------ MATERIAL FOR THIS TASK

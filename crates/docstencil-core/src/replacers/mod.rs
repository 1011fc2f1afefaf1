//! Pluggable control replacers.
//!
//! Each replacer owns a tag prefix and decides what happens to the controls
//! carrying it. Replacers never call each other; when one needs other
//! controls resolved under a narrower data scope it hands the engine a
//! [`WorkItem`] and the engine schedules it after everything already queued.

mod conditional;
mod dropdown;
mod picture;
mod repeating;
mod variable;

pub use conditional::ConditionalRemoveReplacer;
pub use dropdown::{ConditionalDropdownReplacer, SingularDropdownReplacer};
pub use picture::PictureReplacer;
pub use repeating::RepeatingReplacer;
pub use variable::VariableReplacer;

use crate::document::{ContentType, DocumentTree, NodeId};
use crate::error::Result;
use crate::tag::ParsedTag;
use crate::variables::VariableSource;

/// Deferred resolution work: a set of controls paired with the data scope
/// they must resolve against.
#[derive(Debug, Clone)]
pub struct WorkItem {
    pub controls: Vec<NodeId>,
    pub source: VariableSource,
    pub(crate) depth: u32,
}

impl WorkItem {
    pub fn new(controls: Vec<NodeId>, source: VariableSource) -> Self {
        Self {
            controls,
            source,
            depth: 0,
        }
    }
}

/// What a replacer did with a control.
#[derive(Debug, Default)]
pub struct Outcome {
    /// Text the engine should write into the control. `None` leaves the
    /// content alone.
    pub rendered: Option<String>,
    /// The control subtree was detached.
    pub removed: bool,
    /// An image payload was embedded.
    pub embedded: bool,
    /// Number of subtree copies created by an expansion.
    pub clones: usize,
    /// Follow-up work for the engine to queue.
    pub work: Vec<WorkItem>,
}

impl Outcome {
    pub fn untouched() -> Self {
        Self::default()
    }

    pub fn text(value: impl Into<String>) -> Self {
        Outcome {
            rendered: Some(value.into()),
            ..Self::default()
        }
    }

    pub fn removal() -> Self {
        Outcome {
            removed: true,
            ..Self::default()
        }
    }

    pub fn embed() -> Self {
        Outcome {
            embedded: true,
            ..Self::default()
        }
    }

    pub fn descend(work: WorkItem) -> Self {
        Outcome {
            work: vec![work],
            ..Self::default()
        }
    }

    pub fn expansion(clones: usize, work: Vec<WorkItem>) -> Self {
        Outcome {
            clones,
            work,
            ..Self::default()
        }
    }
}

pub trait Replacer {
    /// Tag prefix this replacer owns, matched case-insensitively.
    fn prefix(&self) -> &str;

    /// Content type this replacer is restricted to. `Undefined` matches any.
    fn restriction(&self) -> ContentType {
        ContentType::Undefined
    }

    /// Parses the control's tag against this replacer's prefix and checks
    /// the content type restriction.
    fn matches(&self, tree: &DocumentTree, control: NodeId) -> Option<ParsedTag> {
        let parsed = ParsedTag::parse(tree.control_tag(control), self.prefix())?;
        match self.restriction() {
            ContentType::Undefined => Some(parsed),
            required if tree.control_content_type(control) == required => Some(parsed),
            _ => None,
        }
    }

    /// Acts on one matched control. The engine has already checked
    /// attachment, scope and the tag, and will apply the returned outcome.
    fn process(
        &self,
        tree: &mut DocumentTree,
        control: NodeId,
        tag: &ParsedTag,
        source: &VariableSource,
    ) -> Result<Outcome>;
}

#[cfg(test)]
mod tests {
    use super::*;
    use crate::document::TreeBuilder;

    struct Renamer;

    impl Replacer for Renamer {
        fn prefix(&self) -> &str {
            "rename"
        }

        fn restriction(&self) -> ContentType {
            ContentType::PlainText
        }

        fn process(
            &self,
            _tree: &mut DocumentTree,
            _control: NodeId,
            tag: &ParsedTag,
            _source: &VariableSource,
        ) -> Result<Outcome> {
            Ok(Outcome::text(tag.identifier.clone()))
        }
    }

    #[test]
    fn test_matches_checks_prefix_and_restriction() {
        let mut builder = TreeBuilder::new();
        builder
            .control("rename_a", ContentType::PlainText, |b| {
                b.text("x");
            })
            .control("rename_b", ContentType::RichText, |b| {
                b.text("x");
            })
            .control("other_c", ContentType::PlainText, |b| {
                b.text("x");
            });
        let tree = builder.build();
        let controls = tree.controls();
        let replacer = Renamer;

        let matched = replacer.matches(&tree, controls[0]).unwrap();
        assert_eq!(matched.identifier, "a");

        // wrong content type
        assert!(replacer.matches(&tree, controls[1]).is_none());
        // wrong prefix
        assert!(replacer.matches(&tree, controls[2]).is_none());
    }

    #[test]
    fn test_unrestricted_replacer_matches_any_content_type() {
        struct Loose;
        impl Replacer for Loose {
            fn prefix(&self) -> &str {
                "loose"
            }
            fn process(
                &self,
                _tree: &mut DocumentTree,
                _control: NodeId,
                _tag: &ParsedTag,
                _source: &VariableSource,
            ) -> Result<Outcome> {
                Ok(Outcome::untouched())
            }
        }

        let mut builder = TreeBuilder::new();
        builder.control("loose_x", ContentType::Picture, |b| {
            b.text("x");
        });
        let tree = builder.build();
        assert!(Loose.matches(&tree, tree.controls()[0]).is_some());
    }
}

------------

Copy the records exactly, keeping every word in place.

filename crates/docstencil-core/src/replacers/mod.rs
repository 1011fc2f1afefaf1
//! Pluggable control replacers.
//!
//! Each replacer owns a tag prefix and decides what happens to the controls
//! carrying it. Replacers never call each other; when one needs other
//! controls resolved under a narrower data scope it hands the engine a
//! [`WorkItem`] and the engine schedules it after everything already queued.

mod conditional;
mod dropdown;
mod picture;
mod repeating;
mod variable;

pub use conditional::ConditionalRemoveReplacer;
pub use dropdown::{ConditionalDropdownReplacer, SingularDropdownReplacer};
pub use picture::PictureReplacer;
pub use repeating::RepeatingReplacer;
pub use variable::VariableReplacer;

use crate::document::{ContentType, DocumentTree, NodeId};
use crate::error::Result;
use crate::tag::ParsedTag;
use crate::variables::VariableSource;

/// Deferred resolution work: a set of controls paired with the data scope
/// they must resolve against.
#[derive(Debug, Clone)]
pub struct WorkItem {
    pub controls: Vec<NodeId>,
    pub source: VariableSource,
    pub(crate) depth: u32,
}

impl WorkItem {
    pub fn new(controls: Vec<NodeId>, source: VariableSource) -> Self {
        Self {
            controls,
            source,
            depth: 0,
        }
    }
}

/// What a replacer did with a control.
#[derive(Debug, Default)]
pub struct Outcome {
    /// Text the engine should write into the control. `None` leaves the
    /// content alone.
    pub rendered: Option<String>,
    /// The control subtree was detached.
    pub removed: bool,
    /// An image payload was embedded.
    pub embedded: bool,
    /// Number of subtree copies created by an expansion.
    pub clones: usize,
    /// Follow-up work for the engine to queue.
    pub work: Vec<WorkItem>,
}

impl Outcome {
    pub fn untouched() -> Self {
        Self::default()
    }

    pub fn text(value: impl Into<String>) -> Self {
        Outcome {
            rendered: Some(value.into()),
            ..Self::default()
        }
    }

    pub fn removal() -> Self {
        Outcome {
            removed: true,
            ..Self::default()
        }
    }

    pub fn embed() -> Self {
        Outcome {
            embedded: true,
            ..Self::default()
        }
    }

    pub fn descend(work: WorkItem) -> Self {
        Outcome {
            work: vec![work],
            ..Self::default()
        }
    }

    pub fn expansion(clones: usize, work: Vec<WorkItem>) -> Self {
        Outcome {
            clones,
            work,
            ..Self::default()
        }
    }
}

pub trait Replacer {
    /// Tag prefix this replacer owns, matched case-insensitively.
    fn prefix(&self) -> &str;

    /// Content type this replacer is restricted to. `Undefined` matches any.
    fn restriction(&self) -> ContentType {
        ContentType::Undefined
    }

    /// Parses the control's tag against this replacer's prefix and checks
    /// the content type restriction.
    fn matches(&self, tree: &DocumentTree, control: NodeId) -> Option<ParsedTag> {
        let parsed = ParsedTag::parse(tree.control_tag(control), self.prefix())?;
        match self.restriction() {
            ContentType::Undefined => Some(parsed),
            required if tree.control_content_type(control) == required => Some(parsed),
            _ => None,
        }
    }

    /// Acts on one matched control. The engine has already checked
    /// attachment, scope and the tag, and will apply the returned outcome.
    fn process(
        &self,
        tree: &mut DocumentTree,
        control: NodeId,
        tag: &ParsedTag,
        source: &VariableSource,
    ) -> Result<Outcome>;
}

#[cfg(test)]
mod tests {
    use super::*;
    use crate::document::TreeBuilder;

    struct Renamer;

    impl Replacer for Renamer {
        fn prefix(&self) -> &str {
            "rename"
        }

        fn restriction(&self) -> ContentType {
            ContentType::PlainText
        }

        fn process(
            &self,
            _tree: &mut DocumentTree,
            _control: NodeId,
            tag: &ParsedTag,
            _source: &VariableSource,
        ) -> Result<Outcome> {
            Ok(Outcome::text(tag.identifier.clone()))
        }
    }

    #[test]
    fn test_matches_checks_prefix_and_restriction() {
        let mut builder = TreeBuilder::new();
        builder
            .control("rename_a", ContentType::PlainText, |b| {
                b.text("x");
            })
            .control("rename_b", ContentType::RichText, |b| {
                b.text("x");
            })
            .control("other_c", ContentType::PlainText, |b| {
                b.text("x");
            });
        let tree = builder.build();
        let controls = tree.controls();
        let replacer = Renamer;

        let matched = replacer.matches(&tree, controls[0]).unwrap();
        assert_eq!(matched.identifier, "a");

        // wrong content type
        assert!(replacer.matches(&tree, controls[1]).is_none());
        // wrong prefix
        assert!(replacer.matches(&tree, controls[2]).is_none());
    }

    #[test]
    fn test_unrestricted_replacer_matches_any_content_type() {
        struct Loose;
        impl Replacer for Loose {
            fn prefix(&self) -> &str {
                "loose"
            }
            fn process(
                &self,
                _tree: &mut DocumentTree,
                _control: NodeId,
                _tag: &ParsedTag,
                _source: &VariableSource,
            ) -> Result<Outcome> {
                Ok(Outcome::untouched())
            }
        }

        let mut builder = TreeBuilder::new();
        builder.control("loose_x", ContentType::Picture, |b| {
            b.text("x");
        });
        let tree = builder.build();
        assert!(Loose.matches(&tree, tree.controls()[0]).is_some());
    }
}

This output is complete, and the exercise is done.